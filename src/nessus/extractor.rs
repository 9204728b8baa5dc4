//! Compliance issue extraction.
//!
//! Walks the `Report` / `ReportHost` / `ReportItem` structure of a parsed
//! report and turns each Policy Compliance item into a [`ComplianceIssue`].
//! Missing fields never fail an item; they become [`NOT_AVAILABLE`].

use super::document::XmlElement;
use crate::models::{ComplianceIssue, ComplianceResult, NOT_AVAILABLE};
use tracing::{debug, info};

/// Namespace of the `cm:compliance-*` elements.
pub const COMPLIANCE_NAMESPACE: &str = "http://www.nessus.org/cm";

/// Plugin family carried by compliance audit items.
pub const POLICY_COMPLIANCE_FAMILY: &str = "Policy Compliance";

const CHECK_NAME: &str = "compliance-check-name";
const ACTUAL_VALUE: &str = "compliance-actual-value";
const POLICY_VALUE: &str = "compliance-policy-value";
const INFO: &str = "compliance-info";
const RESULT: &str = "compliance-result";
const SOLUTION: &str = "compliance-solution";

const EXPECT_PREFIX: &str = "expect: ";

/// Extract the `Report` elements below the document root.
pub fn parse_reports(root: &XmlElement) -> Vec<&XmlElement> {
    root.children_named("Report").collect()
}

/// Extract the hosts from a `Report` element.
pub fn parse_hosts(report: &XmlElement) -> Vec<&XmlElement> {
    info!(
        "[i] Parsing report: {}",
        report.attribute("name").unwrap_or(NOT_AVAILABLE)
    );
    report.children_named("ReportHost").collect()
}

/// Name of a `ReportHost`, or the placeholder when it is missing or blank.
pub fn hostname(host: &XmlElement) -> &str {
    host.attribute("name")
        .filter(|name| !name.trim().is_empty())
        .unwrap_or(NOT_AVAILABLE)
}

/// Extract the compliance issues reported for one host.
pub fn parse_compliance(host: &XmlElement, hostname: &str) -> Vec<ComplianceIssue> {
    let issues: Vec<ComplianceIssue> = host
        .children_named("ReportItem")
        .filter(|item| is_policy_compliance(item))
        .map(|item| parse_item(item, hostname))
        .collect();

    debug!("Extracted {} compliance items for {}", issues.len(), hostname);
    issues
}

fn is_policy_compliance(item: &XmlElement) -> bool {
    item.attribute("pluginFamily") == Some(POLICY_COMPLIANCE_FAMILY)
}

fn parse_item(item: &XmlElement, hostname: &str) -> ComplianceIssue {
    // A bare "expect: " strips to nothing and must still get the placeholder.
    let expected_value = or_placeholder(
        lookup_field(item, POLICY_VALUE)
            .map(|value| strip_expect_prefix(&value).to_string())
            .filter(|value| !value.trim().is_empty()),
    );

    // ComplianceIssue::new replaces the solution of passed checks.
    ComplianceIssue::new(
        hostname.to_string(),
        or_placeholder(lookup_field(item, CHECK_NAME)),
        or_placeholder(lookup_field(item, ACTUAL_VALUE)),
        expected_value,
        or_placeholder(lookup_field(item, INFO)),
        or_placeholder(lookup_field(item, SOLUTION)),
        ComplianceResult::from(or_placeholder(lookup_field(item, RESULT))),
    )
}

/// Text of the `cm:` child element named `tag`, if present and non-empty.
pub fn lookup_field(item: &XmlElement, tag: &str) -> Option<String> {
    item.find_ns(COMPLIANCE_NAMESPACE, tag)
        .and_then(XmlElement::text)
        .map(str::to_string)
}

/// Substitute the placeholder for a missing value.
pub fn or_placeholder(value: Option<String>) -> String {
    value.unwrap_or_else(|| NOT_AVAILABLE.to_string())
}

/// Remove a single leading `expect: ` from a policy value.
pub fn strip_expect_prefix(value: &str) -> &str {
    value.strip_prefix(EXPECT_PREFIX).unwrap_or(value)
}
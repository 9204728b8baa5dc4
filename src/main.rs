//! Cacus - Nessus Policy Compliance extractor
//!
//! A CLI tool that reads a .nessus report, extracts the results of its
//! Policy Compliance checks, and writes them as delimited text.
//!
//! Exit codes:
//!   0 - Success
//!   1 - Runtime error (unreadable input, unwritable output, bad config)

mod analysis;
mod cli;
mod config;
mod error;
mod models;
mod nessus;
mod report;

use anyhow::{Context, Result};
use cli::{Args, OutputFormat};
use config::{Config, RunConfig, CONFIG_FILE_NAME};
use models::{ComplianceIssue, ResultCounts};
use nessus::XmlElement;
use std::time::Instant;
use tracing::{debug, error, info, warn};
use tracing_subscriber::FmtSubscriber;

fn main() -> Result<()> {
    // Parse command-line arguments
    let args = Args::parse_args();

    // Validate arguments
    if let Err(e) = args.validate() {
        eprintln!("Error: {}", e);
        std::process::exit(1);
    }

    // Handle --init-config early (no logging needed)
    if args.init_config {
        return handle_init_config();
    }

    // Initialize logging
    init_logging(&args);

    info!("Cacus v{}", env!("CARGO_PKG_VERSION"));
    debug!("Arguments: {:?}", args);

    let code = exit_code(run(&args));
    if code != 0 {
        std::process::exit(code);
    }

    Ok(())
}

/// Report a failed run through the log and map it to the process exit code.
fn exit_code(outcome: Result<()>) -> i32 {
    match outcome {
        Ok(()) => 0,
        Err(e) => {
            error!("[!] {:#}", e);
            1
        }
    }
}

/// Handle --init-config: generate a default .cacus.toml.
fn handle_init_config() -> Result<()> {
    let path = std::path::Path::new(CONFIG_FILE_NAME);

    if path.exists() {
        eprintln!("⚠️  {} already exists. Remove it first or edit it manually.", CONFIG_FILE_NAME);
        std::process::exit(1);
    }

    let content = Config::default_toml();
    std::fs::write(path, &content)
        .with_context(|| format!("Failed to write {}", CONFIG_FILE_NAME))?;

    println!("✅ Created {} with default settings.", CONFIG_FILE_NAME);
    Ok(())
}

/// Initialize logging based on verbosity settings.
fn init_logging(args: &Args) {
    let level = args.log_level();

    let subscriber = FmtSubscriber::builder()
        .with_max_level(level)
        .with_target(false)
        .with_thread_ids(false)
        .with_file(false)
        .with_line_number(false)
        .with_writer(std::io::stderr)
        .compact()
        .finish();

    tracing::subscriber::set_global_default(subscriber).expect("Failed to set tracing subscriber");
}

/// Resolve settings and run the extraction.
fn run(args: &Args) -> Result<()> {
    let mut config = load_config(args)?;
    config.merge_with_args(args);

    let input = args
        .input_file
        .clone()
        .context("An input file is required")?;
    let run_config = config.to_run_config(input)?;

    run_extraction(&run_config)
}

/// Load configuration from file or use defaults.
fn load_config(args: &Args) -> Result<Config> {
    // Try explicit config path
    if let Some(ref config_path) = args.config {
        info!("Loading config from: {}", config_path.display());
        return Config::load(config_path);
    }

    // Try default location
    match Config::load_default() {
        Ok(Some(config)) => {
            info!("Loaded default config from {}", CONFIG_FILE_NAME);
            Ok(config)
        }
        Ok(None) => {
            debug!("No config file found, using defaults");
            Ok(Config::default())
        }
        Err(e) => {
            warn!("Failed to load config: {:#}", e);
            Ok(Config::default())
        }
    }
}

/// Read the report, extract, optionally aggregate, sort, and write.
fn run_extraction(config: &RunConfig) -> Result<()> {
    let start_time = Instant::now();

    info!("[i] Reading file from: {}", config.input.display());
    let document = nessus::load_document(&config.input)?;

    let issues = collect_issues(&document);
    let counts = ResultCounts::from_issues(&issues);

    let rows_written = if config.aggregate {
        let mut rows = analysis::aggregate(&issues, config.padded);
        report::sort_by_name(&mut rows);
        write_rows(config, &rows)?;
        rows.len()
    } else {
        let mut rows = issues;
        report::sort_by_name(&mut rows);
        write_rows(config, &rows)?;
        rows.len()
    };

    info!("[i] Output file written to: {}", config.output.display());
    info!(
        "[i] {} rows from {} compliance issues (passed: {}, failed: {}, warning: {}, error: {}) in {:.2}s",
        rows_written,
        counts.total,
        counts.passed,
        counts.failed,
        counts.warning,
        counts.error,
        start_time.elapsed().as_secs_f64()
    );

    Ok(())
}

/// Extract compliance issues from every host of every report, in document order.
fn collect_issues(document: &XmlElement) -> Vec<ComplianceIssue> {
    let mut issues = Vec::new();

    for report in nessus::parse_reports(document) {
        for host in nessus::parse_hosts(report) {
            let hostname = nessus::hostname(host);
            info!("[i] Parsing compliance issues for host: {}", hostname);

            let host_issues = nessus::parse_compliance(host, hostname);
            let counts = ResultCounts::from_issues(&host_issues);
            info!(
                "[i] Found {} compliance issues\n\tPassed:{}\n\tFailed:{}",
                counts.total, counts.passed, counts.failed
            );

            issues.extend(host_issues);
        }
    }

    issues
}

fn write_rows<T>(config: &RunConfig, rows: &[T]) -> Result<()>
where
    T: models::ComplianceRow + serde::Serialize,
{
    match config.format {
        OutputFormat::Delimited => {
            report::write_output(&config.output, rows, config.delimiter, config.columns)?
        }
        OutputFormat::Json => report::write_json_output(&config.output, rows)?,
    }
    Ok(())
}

━━━━━━━━━━

**WORK INSTRUCTIONS:** The required result is an exact repeat of the records above from the line containing "T: models::ComplianceRow +" to their final line.

**RESULT OF THE EXERCISE:**
    T: models::ComplianceRow + serde::Serialize,
{
    match config.format {
        OutputFormat::Delimited => {
            report::write_output(&config.output, rows, config.delimiter, config.columns)?
        }
        OutputFormat::Json => report::write_json_output(&config.output, rows)?,
    }
    Ok(())
}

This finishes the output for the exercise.